When diving in the ocean, always be aware of the phase of the tide — incoming, outgoing or slack. Tidal movement can drastically change the look of your entry/exit location between the times you enter and exit the water. A narrow beach flanked by rocky cliffs is a good example. Incoming tide could cover the sandy beach where you entered, leaving you an impossible exit over a rocky facade. Before finalizing your entry and exit locations, consider the effects of tidal movement.

Bottom contour has a significant effect on where you enter and exit the water when diving from shore. A sand or pebble bottom that continues beyond chest-deep water is safest and easiest. A mud bottom leaves goo on your fins and booties, and often provides unsure footing, making it easy to fall while entering or exiting. A silt bottom is easily stirred up, decreasing visibility to zero.

A bottom contour consisting of larger rocks requires caution because of unstable footing and the potential for turning an ankle or getting fins caught beneath larger rocks. And avoid entering or exiting in areas where the bottom is strewn with hazardous debris.

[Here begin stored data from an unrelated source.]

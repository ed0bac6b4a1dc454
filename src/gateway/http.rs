//! HTTP gateway
//!
//! Talks to the state endpoint of the scoring web application:
//!
//! ```text
//! GET {base}/api/state?matchId=m1   -> 200 {snapshot} | 200 null | 404
//! PUT {base}/api/state?matchId=m1   <- {snapshot}
//! ```

use std::time::Duration;

use async_trait::async_trait;
use reqwest::StatusCode;
use serde_json::Value;

use crate::error::GatewayError;
use crate::snapshot::{MatchId, StateSnapshot};

use super::StateGateway;

const STATE_PATH: &str = "/api/state";

/// Gateway reached over HTTP
#[derive(Debug, Clone)]
pub struct HttpGateway {
    client: reqwest::Client,
    state_url: String,
}

impl HttpGateway {
    /// Create a gateway for the application at `base_url`
    ///
    /// `request_timeout` bounds each request end to end.
    pub fn new(base_url: &str, request_timeout: Duration) -> Result<Self, GatewayError> {
        let client = reqwest::Client::builder().timeout(request_timeout).build()?;
        Ok(Self::with_client(client, base_url))
    }

    /// Create a gateway sharing an existing client
    pub fn with_client(client: reqwest::Client, base_url: &str) -> Self {
        Self {
            client,
            state_url: format!("{}{}", base_url.trim_end_matches('/'), STATE_PATH),
        }
    }

    /// Endpoint used for both reads and writes
    pub fn state_url(&self) -> &str {
        &self.state_url
    }
}

#[async_trait]
impl StateGateway for HttpGateway {
    async fn get_state(&self, match_id: &MatchId) -> Result<Option<StateSnapshot>, GatewayError> {
        let response = self
            .client
            .get(&self.state_url)
            .query(&[("matchId", match_id.as_str())])
            .send()
            .await?;

        match response.status() {
            StatusCode::NOT_FOUND => Ok(None),
            status if status.is_success() => {
                let value: Value = response.json().await?;
                if value.is_null() {
                    return Ok(None);
                }
                Ok(Some(StateSnapshot::from_value(value)?))
            }
            status => Err(GatewayError::Status(status.as_u16())),
        }
    }

    async fn put_state(
        &self,
        match_id: &MatchId,
        snapshot: &StateSnapshot,
    ) -> Result<(), GatewayError> {
        let response = self
            .client
            .put(&self.state_url)
            .query(&[("matchId", match_id.as_str())])
            .json(snapshot)
            .send()
            .await?;

        let status = response.status();
        if !status.is_success() {
            return Err(GatewayError::Status(status.as_u16()));
        }
        Ok(())
    }
}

Look for locations that allow an easy walking entry and exit — a gently sloping beach or grassy shoreline — and easy access to the parking area or your base camp. (For more information about base camps, see “Shore Diving Made Simple: How to Set Up a Base Camp,” Scuba Skills, Dive Training, May 2003.)

Whenever possible, avoid steep, slippery terrain and climbing over rocks. Algae-covered rocks can be very slippery and dangerous, especially when you are wearing scuba gear (photo 5).

The fun and safety of your dive is affected by the locations you choose for getting into and out of the water, especially when diving from shore. Consider boat traffic, wave action, bottom contour and the shoreline, and anticipate changes in tidal flow before making your decision. Rank safety ahead of ease and convenience, and you’ll get in and out without a hitch.